Jigga what? I would have been like, “It’s been fun! See ya!” But Carrie can’t catch a clue. Sadly, she’s still hanging onto this mess — including the ridiculously large, multimillion-dollar house she bought for the two of them — and it’s a bad look for both. Aidan is all over the place, throwing down this ridiculous edict and then popping up whenever he feels like it.

Look, I get Carrie wanting to cling to the fantasy of rekindled love. Dating absolutely blows in your 50s, and you can’t be blamed for wanting to replay the greatest hits rather than hit the apps. As a widow, trying to reconnect with a past love seems safer.

My first attempt at a relationship after my husband died was with a guy I’d had a previous connection with, and it was an unqualified disaster. He wanted the carefree younger version of me, and I wanted to make it a real thing when it should have just been a fling. That was just the beginning of a pattern. The next two guys were also walks down memory lane — one an old co-worker whom I barely knew and the other an old friend. We were trying to capture lightning in a bottle. Instead, we flickered out.
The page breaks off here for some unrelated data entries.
impl CommandHandler {
    pub fn new(
        accounts: Accounts,
        polls: PollEngine,
        chests: ChestShop,
        db: Database,
        notifier: Notifier,
        admin_ids: Vec<i64>,
    ) -> Self {
        Self {
            accounts,
            polls,
            chests,
            db,
            notifier,
            admin_ids,
        }
    }

    fn is_admin(&self, user_id: i64) -> bool {
        self.admin_ids.contains(&user_id)
    }

    pub async fn handle(&self, cmd: BotCommand) {
        let result = self.dispatch(cmd).await;
        if let Err(e) = result {
            if e.is_business() {
                let _ = self.notifier.send(&format!("❌ {e}")).await;
            } else {
                tracing::error!("command failed: {}", e);
                let _ = self.notifier.error("Command failed", &e.to_string()).await;
            }
        }
    }

    async fn dispatch(&self, cmd: BotCommand) -> Result<()> {
        match cmd {
            BotCommand::Start { user_id, username } => {
                self.accounts.ensure_user(user_id, username.as_deref()).await?;
                self.send_help().await
            }
            BotCommand::Help => self.send_help().await,
            BotCommand::NewPoll {
                user_id,
                username,
                question,
                options,
            } => {
                self.accounts.ensure_user(user_id, username.as_deref()).await?;
                let poll_id = self.polls.create_poll(user_id, &question, &options).await?;

                // Announce after the commit; remember the handle for edits.
                if let Some(summary) = self.polls.poll_summary(poll_id).await? {
                    if let Some(message_id) = self.notifier.send(&summary).await? {
                        self.polls.set_message_id(poll_id, Some(message_id)).await?;
                    }
                }
                Ok(())
            }
            BotCommand::Bet {
                user_id,
                username,
                poll_id,
                option,
                amount,
            } => {
                self.accounts.ensure_user(user_id, username.as_deref()).await?;
                let detail = self
                    .polls
                    .poll_detail(poll_id)
                    .await?
                    .ok_or(BotError::PollNotFound)?;
                let option_id =
                    resolve_option(&detail, &option).ok_or(BotError::OptionNotInPoll)?;

                self.polls.place_bet(user_id, poll_id, option_id, amount).await?;
                self.refresh_announcement(poll_id).await;
                let _ = self.notifier.send("✅ Bet accepted").await;
                Ok(())
            }
            BotCommand::Resolve {
                user_id,
                poll_id,
                option,
            } => {
                let detail = self
                    .polls
                    .poll_detail(poll_id)
                    .await?
                    .ok_or(BotError::PollNotFound)?;
                if !self.is_admin(user_id) && detail.creator_id != user_id {
                    return Err(BotError::Unauthorized);
                }
                let option_id =
                    resolve_option(&detail, &option).ok_or(BotError::OptionNotInPoll)?;
                let message_id = detail.message_id;

                let outcome = self.polls.resolve(user_id, poll_id, option_id).await?;

                let mut text = format!(
                    "🏁 <b>{}</b>\nWinner: {}\nPool: {}\n",
                    detail.question, outcome.winning_option_text, outcome.pool
                );
                if outcome.winners.is_empty() {
                    text.push_str("Nobody picked the winning option.");
                } else {
                    for winner in &outcome.winners {
                        text.push_str(&format!("💰 {}: +{}\n", winner.username, winner.payout));
                    }
                }
                let _ = self.notifier.send(&text).await;
                if let Some(message_id) = message_id {
                    if let Ok(Some(summary)) = self.polls.poll_summary(poll_id).await {
                        let _ = self.notifier.edit_message(message_id, &summary).await;
                    }
                }
                Ok(())
            }
            BotCommand::Balance { user_id, username } => {
                self.accounts.ensure_user(user_id, username.as_deref()).await?;
                let user = self
                    .accounts
                    .get_user(user_id)
                    .await?
                    .ok_or(BotError::UserNotFound)?;
                let _ = self
                    .notifier
                    .send(&format!(
                        "💰 <b>{}</b>\nBalance: <code>{}</code>\nRecord: {}W / {}L",
                        user.username, user.balance, user.wins, user.losses
                    ))
                    .await;
                Ok(())
            }
            BotCommand::Rating { limit } => {
                let rating = rating::get_rating(&self.db, limit.or(Some(10))).await?;
                let mut text = String::from("🏆 <b>Leaderboard</b>\n\n");
                for (i, entry) in rating.iter().enumerate() {
                    text.push_str(&format!(
                        "{}. {} — {:.2}% ({}W/{}L), balance {}\n",
                        i + 1,
                        entry.username,
                        entry.winrate,
                        entry.wins,
                        entry.losses,
                        entry.balance
                    ));
                }
                let _ = self.notifier.send(&text).await;
                Ok(())
            }
            BotCommand::Polls => {
                let polls = self.polls.list_open().await?;
                if polls.is_empty() {
                    let _ = self.notifier.send("📭 No open polls").await;
                    return Ok(());
                }
                let mut text = String::from("🎲 <b>Open polls</b>\n\n");
                for poll in &polls {
                    text.push_str(&format!(
                        "#{} {} — pool {} ({})\n",
                        poll.id,
                        poll.question,
                        poll.pool(),
                        poll.status
                    ));
                }
                let _ = self.notifier.send(&text).await;
                Ok(())
            }
            BotCommand::Chests => {
                let chests = self.chests.list().await?;
                let mut text = String::from("🧰 <b>Chests</b>\n\n");
                for chest in &chests {
                    text.push_str(&format!("#{} {} — {}\n", chest.id, chest.name, chest.price));
                }
                text.push_str("\nOpen one with /open <id>");
                let _ = self.notifier.send(&text).await;
                Ok(())
            }
            BotCommand::OpenChest {
                user_id,
                username,
                chest_id,
            } => {
                self.accounts.ensure_user(user_id, username.as_deref()).await?;
                let reward = self.chests.open(user_id, chest_id).await?;
                let user = self
                    .accounts
                    .get_user(user_id)
                    .await?
                    .ok_or(BotError::UserNotFound)?;
                let _ = self
                    .notifier
                    .send(&format!(
                        "🎁 {} opened a chest and won <b>{}</b>! Balance: {}",
                        user.username, reward, user.balance
                    ))
                    .await;
                Ok(())
            }
            BotCommand::Credit {
                admin_id,
                target,
                amount,
            } => {
                if !self.is_admin(admin_id) {
                    return Err(BotError::Unauthorized);
                }
                let target_id = if let Ok(id) = target.parse::<i64>() {
                    id
                } else {
                    let name = target.trim_start_matches('@');
                    self.accounts
                        .find_by_username(name)
                        .await?
                        .ok_or(BotError::UserNotFound)?
                        .id
                };
                let user = self.accounts.add_balance(target_id, amount).await?;
                let _ = self
                    .notifier
                    .send(&format!(
                        "🏦 {} credited {:+}. New balance: {}",
                        user.username, amount, user.balance
                    ))
                    .await;
                Ok(())
            }
        }
    }

    /// Best-effort refresh of a poll's announcement message. Never touches
    /// ledger state; failures are logged and dropped.
    pub async fn refresh_announcement(&self, poll_id: i64) {
        let detail = match self.polls.poll_detail(poll_id).await {
            Ok(Some(detail)) => detail,
            _ => return,
        };
        let Some(message_id) = detail.message_id else {
            return;
        };
        match self.polls.poll_summary(poll_id).await {
            Ok(Some(summary)) => {
                if let Err(e) = self.notifier.edit_message(message_id, &summary).await {
                    tracing::warn!(poll_id, "failed to refresh announcement: {}", e);
                }
            }
            Ok(None) => {}
            Err(e) => tracing::warn!(poll_id, "failed to build summary: {}", e),
        }
    }

    async fn send_help(&self) -> Result<()> {
        let help_text = r#"🎲 <b>Toto Bot Commands</b>

<b>Polls</b>
/newpoll question | option 1 | option 2 — create a poll
/polls — list open polls
/bet &lt;poll_id&gt; &lt;option&gt; &lt;amount&gt; — stake on an option
/resolve &lt;poll_id&gt; &lt;option&gt; — settle (creator or admin)

<b>Account</b>
/balance — balance and record
/rating [n] — leaderboard

<b>Chests</b>
/chests — catalog
/open &lt;id&gt; — buy and open a chest

/help — show this message"#;

        self.notifier.send(help_text).await?;
        Ok(())
    }
}
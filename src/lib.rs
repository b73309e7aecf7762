//! AptX Engine - Adaptive Content Decision Engine
//!
//! Decides what learning content or remediation to produce for a student
//! with Down syndrome, and guarantees a well-formed response even when the
//! generative backend fails:
//! - Profile normalization and deterministic prompt composition
//! - A single-call generation invoker over an OpenAI-compatible provider
//! - Parse-validate-or-fallback response resolution (total; never errors)
//! - Remediation decisions, adaptive learning paths, progress analysis,
//!   adaptive assessments, curriculum simplification, and assistant chat
//!
//! # Example
//!
//! ```ignore
//! use aptx_engine::config::Config;
//! use aptx_engine::engine::Engine;
//! use aptx_engine::types::{ContentRequest, ContentType, StudentProfile};
//!
//! #[tokio::main]
//! async fn main() -> anyhow::Result<()> {
//!     let config = Config::load(None)?;
//!     let engine = Engine::from_config(&config);
//!     let request = ContentRequest {
//!         topic: "Counting to 5".into(),
//!         age_group: "6-8 years".into(),
//!         content_type: ContentType::Lesson,
//!         learning_objective: "Count objects 1-5".into(),
//!         duration: "10 minutes".into(),
//!         special_needs: StudentProfile::default(),
//!     };
//!     let resolved = engine.generate_content(&request).await?;
//!     println!("{}", serde_json::to_string_pretty(&resolved.value)?);
//!     Ok(())
//! }
//! ```

pub mod cli;
pub mod config;
pub mod engine;
pub mod server;
pub mod store;
pub mod types;

// Re-export commonly used types for convenience
pub use config::Config;
pub use engine::{Engine, EngineError, GenerationBackend, GenerationError, Origin, Resolved};
pub use store::{KeyValueStore, MemoryStore};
Aidan and Carrie’s relationship is similarly messy. He calls Carrie out of the blue for phone sex and then acts like a prude when she tries to return the favor because, unbeknownst to her, his son is in the room. He allows her to come visit in Virginia but makes her sleep in the guest house. That alone would have me asking for directions to the nearest country inn, or perhaps the airport.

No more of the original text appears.